(Saved data entries)

//! # Core Module
//!
//! Stateless building blocks of the truncation-correction pipeline.
//!
//! ## Overview
//!
//! Everything in this module is a plain value or a pure function of its inputs:
//! cutoff ladders, periodic box geometry, pair potentials and the lattice sum
//! that evaluates a pair over every periodic image for all cutoffs at once.
//! The stateful stages built on top of these live in [`crate::engine`].
//!
//! ## Architecture
//!
//! - **Cutoff ladders** ([`cutoffs`]) - Strictly increasing truncation radii shared by every stage
//! - **Geometry** ([`geometry`]) - The [`geometry::Boundary`] seam and periodic image shells
//! - **Configurations** ([`configuration`]) - Atom positions, optional lattice sites, the [`configuration::SimulationBox`] seam
//! - **Pair potentials** ([`potentials`]) - Radial potentials in `r²` with optional tail integrals
//! - **Per-cutoff sums** ([`bucket`]) - The five summation channels kept per cutoff
//! - **Lattice sums** ([`lattice_sum`]) - Multi-cutoff sums over periodic images
//! - **Samples** ([`sample`]) - Flat per-cutoff sample vectors and their layout
//!
//! ## Conventions
//!
//! Potentials are evaluated on the squared separation. The "virial" of a pair
//! is always `r·du/dr`, so the configurational pressure reads
//! `−Σ virial / (D·V)`.

pub mod bucket;
pub mod configuration;
pub mod cutoffs;
pub mod geometry;
pub mod lattice_sum;
pub mod potentials;
pub mod sample;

→ Directions for this task: All the entries above must be repeated exactly as they were given.

→ Task result:
//! # Core Module
//!
//! Stateless building blocks of the truncation-correction pipeline.
//!
//! ## Overview
//!
//! Everything in this module is a plain value or a pure function of its inputs:
//! cutoff ladders, periodic box geometry, pair potentials and the lattice sum
//! that evaluates a pair over every periodic image for all cutoffs at once.
//! The stateful stages built on top of these live in [`crate::engine`].
//!
//! ## Architecture
//!
//! - **Cutoff ladders** ([`cutoffs`]) - Strictly increasing truncation radii shared by every stage
//! - **Geometry** ([`geometry`]) - The [`geometry::Boundary`] seam and periodic image shells
//! - **Configurations** ([`configuration`]) - Atom positions, optional lattice sites, the [`configuration::SimulationBox`] seam
//! - **Pair potentials** ([`potentials`]) - Radial potentials in `r²` with optional tail integrals
//! - **Per-cutoff sums** ([`bucket`]) - The five summation channels kept per cutoff
//! - **Lattice sums** ([`lattice_sum`]) - Multi-cutoff sums over periodic images
//! - **Samples** ([`sample`]) - Flat per-cutoff sample vectors and their layout
//!
//! ## Conventions
//!
//! Potentials are evaluated on the squared separation. The "virial" of a pair
//! is always `r·du/dr`, so the configurational pressure reads
//! `−Σ virial / (D·V)`.

pub mod bucket;
pub mod configuration;
pub mod cutoffs;
pub mod geometry;
pub mod lattice_sum;
pub mod potentials;
pub mod sample;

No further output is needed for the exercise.